▶ [TASK PROMPT]
Look through the entries below. Report each line that has the word "evaluation" in it.
◇ ◇ ◇ ◇
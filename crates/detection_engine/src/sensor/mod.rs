//! Detection sensing: configuration, ray fan generation, query evaluation
//!
//! The pipeline runs one way: configuration + pose -> [`ray_fan::generate`]
//! (which projects ray origins onto the capsule body) -> [`RayFan`] ->
//! [`evaluator::evaluate`] against an external [`RaycastOracle`] -> per-ray
//! hit results. Regeneration is full and stateless; there is no incremental
//! update path.
//!
//! # Module Organization
//!
//! - [`config`] - Sensor configuration value type and authoring clamps
//! - [`ray_fan`] - Probe ray grid generation
//! - [`evaluator`] - Hit evaluation against a raycast oracle
//! - [`detection`] - Owning sensor container with explicit regeneration

pub mod config;
pub mod detection;
pub mod evaluator;
pub mod ray_fan;

// Re-export commonly used types
pub use config::{ConfigError, SensorConfig, MAX_ANGLE_LON, MAX_RESOLUTION};
pub use detection::DetectionSensor;
pub use evaluator::{evaluate, RayHit, RaycastOracle};
pub use ray_fan::{generate, DetectionRay, RayFan, FAR_POINT_DISTANCE};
◇ ◇ ◇ ◇
▶ [RESULT]
//! Detection sensing: configuration, ray fan generation, query evaluation
//! - [`evaluator`] - Hit evaluation against a raycast oracle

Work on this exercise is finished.